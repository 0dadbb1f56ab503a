//! Rate-limit tracking from HTTP 429 responses.
//!
//! The limiter holds a single "limited until" deadline. Recording a 429
//! with a `Retry-After` value pushes the deadline out; execution is gated
//! by a plain wall-clock comparison, so no background timer is needed and
//! the state decays on its own.
//!
//! `Retry-After` arrives in one of two formats (RFC 7231): a bare integer
//! number of seconds, or an HTTP-date. Anything else leaves the limiter
//! untouched.

use crate::error::{Error, Result};
use std::future::Future;
use std::time::{Duration, Instant};
use tokio::sync::Mutex;

/// Gates requests while the server has asked us to back off.
///
/// Shared (`Arc`) across every request to one logical endpoint; reads are
/// frequent, writes happen only when a 429 arrives.
pub struct RateLimiter {
    limited_until: Mutex<Option<Instant>>,
}

impl RateLimiter {
    pub fn new() -> Self {
        Self {
            limited_until: Mutex::new(None),
        }
    }

    /// Whether the deadline is still in the future
    pub async fn is_rate_limited(&self) -> bool {
        let limited_until = self.limited_until.lock().await;
        matches!(*limited_until, Some(deadline) if Instant::now() < deadline)
    }

    /// Fail fast with [`Error::RateLimit`] while limited.
    ///
    /// The error carries the remaining wait as its `retry_after` so retry
    /// scheduling can honor it. No HTTP status is attached; this rejection
    /// is local, the server was never dialed.
    pub async fn check_state(&self) -> Result<()> {
        let limited_until = self.limited_until.lock().await;
        if let Some(deadline) = *limited_until {
            let now = Instant::now();
            if now < deadline {
                return Err(Error::RateLimit {
                    message: "rate limited by server, deadline not reached".to_string(),
                    request_id: None,
                    status_code: None,
                    retry_after: Some(deadline - now),
                });
            }
        }
        Ok(())
    }

    /// Run `operation` only if the limiter allows it; never invokes the
    /// operation while limited.
    pub async fn execute<F, Fut, T>(&self, operation: F) -> Result<T>
    where
        F: FnOnce() -> Fut,
        Fut: Future<Output = Result<T>>,
    {
        self.check_state().await?;
        operation().await
    }

    /// Record a rate-limit response.
    ///
    /// An unparsable or absent `Retry-After` is a defensive no-op; the
    /// limiter never guesses a deadline the server did not state.
    pub async fn record_rate_limit(&self, status_code: u16, retry_after: Option<&str>) {
        let Some(value) = retry_after else {
            tracing::debug!(status_code, "rate limit response without Retry-After");
            return;
        };
        let Some(delay) = parse_retry_after(value) else {
            tracing::debug!(status_code, retry_after = value, "unparsable Retry-After");
            return;
        };

        let deadline = Instant::now() + delay;
        let mut limited_until = self.limited_until.lock().await;
        *limited_until = Some(deadline);
        tracing::warn!(status_code, ?delay, "rate limited, pausing requests");
    }

    /// Clear any deadline, returning to the not-limited state
    pub async fn reset(&self) {
        let mut limited_until = self.limited_until.lock().await;
        *limited_until = None;
    }
}

impl Default for RateLimiter {
    fn default() -> Self {
        Self::new()
    }
}

/// Parse a `Retry-After` header value: bare seconds or an HTTP-date.
///
/// A date in the past yields `Duration::ZERO`. Returns `None` for anything
/// that is neither format.
pub fn parse_retry_after(value: &str) -> Option<Duration> {
    let value = value.trim();

    if let Ok(seconds) = value.parse::<u64>() {
        return Some(Duration::from_secs(seconds));
    }

    // HTTP-dates (IMF-fixdate) share their shape with RFC 2822.
    if let Ok(date) = chrono::DateTime::parse_from_rfc2822(value) {
        let delta = date.signed_duration_since(chrono::Utc::now());
        return Some(delta.to_std().unwrap_or(Duration::ZERO));
    }

    None
}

● **WHAT THIS TASK INVOLVES**:
Copy each line above that has the word "never".

● **SOLUTION TO THE PROBLEM**:
    /// is local, the server was never dialed.
    /// Run `operation` only if the limiter allows it; never invokes the
    /// limiter never guesses a deadline the server did not state.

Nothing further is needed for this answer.